** Problem **
An exact transcription of the lines below, from the first through the one containing "one page failed", is the only output wanted.

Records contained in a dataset
------------------------------------------------------------

//! Error types for the weldmap library.
//!
//! * [`WeldMapError`] is **fatal**: the request cannot proceed at all (not a
//!   PDF, corrupt page image, zero-sized canvas, out-of-range page index). It
//!   is surfaced to the client as a single error with no partial output.
//!
//! * [`AnalysisError`] is **non-fatal**: the vision model for one page failed
//!   or timed out. It is stored inside [`crate::annotate::PageAnalysis`] next
//!   to an empty component list, and the background-only page still renders.

use thiserror::Error;

/// All fatal errors returned by the weldmap library.
#[derive(Debug, Error)]
pub enum WeldMapError {
    // ── Input errors ──────────────────────────────────────────────────────
    /// Request payload is malformed or incomplete.
    #[error("Invalid input: {reason}")]
    InvalidInput { reason: String },

    /// A required request field (e.g. the multipart `file`) is absent.
    #[error("Missing required field '{field}'")]
    MissingField { field: String },

    /// The uploaded bytes are not a PDF.
    #[error("File is not a valid PDF (first bytes: {magic:?})")]
    NotAPdf { magic: [u8; 4] },

    /// An annotation refers to a page that does not exist.
    #[error("Annotation '{id}' references page {page}, but only {total} page(s) were supplied")]
    PageOutOfRange {
        id: String,
        page: usize,
        total: usize,
    },

    /// Two annotations in the same request share an id.
    #[error("Duplicate annotation id '{id}'")]
    DuplicateAnnotationId { id: String },

    // ── Decode errors ─────────────────────────────────────────────────────
    /// A page's background image (or the PDF itself) could not be decoded.
    #[error("Failed to decode page {page}: {detail}")]
    DecodeFailure { page: usize, detail: String },

    /// The PDF header/trailer/xref is corrupt and cannot be parsed.
    #[error("PDF is corrupt: {detail}")]
    CorruptPdf { detail: String },

    /// pdfium-render returned an error for a specific page.
    #[error("Rasterisation failed for page {page}: {detail}")]
    RasterisationFailed { page: usize, detail: String },

    // ── Geometry errors ───────────────────────────────────────────────────
    /// Display or output dimensions are zero, negative or not finite.
    #[error("Invalid coordinate frame: {detail}")]
    TransformConfig { detail: String },

    // ── Output errors ─────────────────────────────────────────────────────
    /// The output document could not be assembled or serialised.
    #[error("Export failed: {detail}")]
    ExportFailed { detail: String },

    // ── LLM errors ────────────────────────────────────────────────────────
    /// The configured provider is not initialised (missing API key etc.).
    #[error("LLM provider '{provider}' is not configured.\n{hint}")]
    ProviderNotConfigured { provider: String, hint: String },

    // ── Config errors ─────────────────────────────────────────────────────
    /// Builder validation failed.
    #[error("Invalid configuration: {0}")]
    InvalidConfig(String),

    // ── Pdfium binding errors ─────────────────────────────────────────────
    /// Could not bind to a pdfium library.
    #[error(
        "Failed to bind to pdfium library: {0}\n\
Set PDFIUM_LIB_PATH=/path/to/libpdfium or install pdfium system-wide."
    )]
    PdfiumBindingFailed(String),

    // ── Catch-all ─────────────────────────────────────────────────────────
    /// Unexpected internal error.
    #[error("Internal error: {0}")]
    Internal(String),
}

impl WeldMapError {
    pub(crate) fn invalid(reason: impl Into<String>) -> Self {
        Self::InvalidInput {
            reason: reason.into(),
        }
    }
}

/// A non-fatal analysis failure for a single page.
///
/// The page still renders; it simply carries no detected components.
#[derive(Debug, Clone, Error, serde::Serialize, serde::Deserialize)]
pub enum AnalysisError {
    /// No vision provider is available for this request.
    #[error("Vision analysis unavailable: {reason}")]
    Unavailable { reason: String },

    /// The provider returned an error.
    #[error("Page {page}: LLM call failed: {detail}")]
    LlmFailed { page: usize, detail: String },

    /// The provider did not answer within the configured timeout.
    #[error("Page {page}: LLM call timed out after {secs}s")]
    Timeout { page: usize, secs: u64 },

    /// The reply contained no parseable JSON object.
    #[error("Page {page}: could not parse model reply: {detail}")]
    UnparseableResponse { page: usize, detail: String },

    /// The reply was JSON but matched no known analysis schema.
    #[error("Page {page}: reply matches no known analysis schema")]
    UnknownSchema { page: usize },
}

#[cfg(test)]
mod tests {
    use super::*;

    #[test]
    fn page_out_of_range_display() {
        let e = WeldMapError::PageOutOfRange {
            id: "FW-1".into(),
            page: 3,
            total: 2,
        };
        let msg = e.to_string();
        assert!(msg.contains("FW-1"), "got: {msg}");
        assert!(msg.contains("page 3"), "got: {msg}");
        assert!(msg.contains("2 page"), "got: {msg}");
    }

    #[test]
    fn not_a_pdf_shows_magic() {
        let e = WeldMapError::NotAPdf {
            magic: *b"\x89PNG",
        };
        assert!(e.to_string().contains("137"));
    }

    #[test]
    fn timeout_display() {
        let e = AnalysisError::Timeout { page: 2, secs: 90 };
        assert!(e.to_string().contains("90s"));
        assert!(e.to_string().contains("Page 2"));
    }

    #[test]
    fn analysis_error_serialises() {
        let e = AnalysisError::UnknownSchema { page: 1 };
        let json = serde_json::to_string(&e).unwrap();
        assert!(json.contains("UnknownSchema"));
    }
}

------------------------------------------------------------

** Response **
//! Error types for the weldmap library.
//!
//! * [`WeldMapError`] is **fatal**: the request cannot proceed at all (not a
//!   PDF, corrupt page image, zero-sized canvas, out-of-range page index). It
//!   is surfaced to the client as a single error with no partial output.
//!
//! * [`AnalysisError`] is **non-fatal**: the vision model for one page failed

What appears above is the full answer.